Elliott Takes 'Significant' Stake in Japan Shipper Mitsui OSK

Reuters (03/18/26) Nussey, Sam; Bridge, Anton

Elliott Investment Management has taken a "significant" stake in Mitsui OSK Lines (9104.T), with two sources saying it is pushing the Japanese shipping company to improve shareholder returns and capital efficiency. Mitsui OSK's shares extended gains and were up around 12% after Reuters reported the investment, which Elliott later confirmed in a statement. The hedge fund is at the forefront of growing activist activity in Japan which is pushing companies to accelerate governance reforms and reshape portfolios. Elliott believes Mitsui OSK should conduct a review of its real estate portfolio and consider relisting subsidiary Daibiru, the sources familiar with the matter also said. In 2022 Mitsui OSK made Daibiru, whose assets include commercial property in central Tokyo, a wholly owned subsidiary and delisted the company. Elliott in a statement said "the market materially undervalues the business." It aims to work with the company to ensure its upcoming management plan "is appropriately ambitious." Mitsui OSK has a fleet of more than 900 vessels, including bulk carriers, tankers and ferries.

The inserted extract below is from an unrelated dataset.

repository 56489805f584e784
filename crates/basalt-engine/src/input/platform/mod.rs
//! Platform event translation.

pub mod winit;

Its peers include Nippon Yusen (9101.T) and Kawasaki Kisen (9107.T). It has said it aims to gradually improve its price-to-book ratio, a key valuation metric, to 1 and more over time from 0.67 times at the end of last March. The Tokyo bourse has put pressure on companies trading below book value to improve their use of capital. Mitsui OSK has emphasized both the importance of shareholder returns and the need for growth investment. The shipping industry is cyclical and the company aims to grow the proportion of stable revenue. The shipping company will announce its latest management plan at the end of this month. Elliott has a growing presence in Japan and scored a landmark win this month after forcing Toyota (7203.T) to sweeten its bid for Toyota Industries (6201.T). The hedge fund, which has built a reputation as a relentless activist, has invested in companies including Tokyo Gas (9531.T) and Sumitomo Realty & Development (8830.T). Elliott investment option Kansai Electric Power (9503.T) is considering selling shares of construction firm Kinden (1944.T), Reuters reported last week. Shipping firms are grappling with the fallout from the Iran war. A Mitsui OSK-owned container ship sustained minor damage while at anchor in the Gulf last week.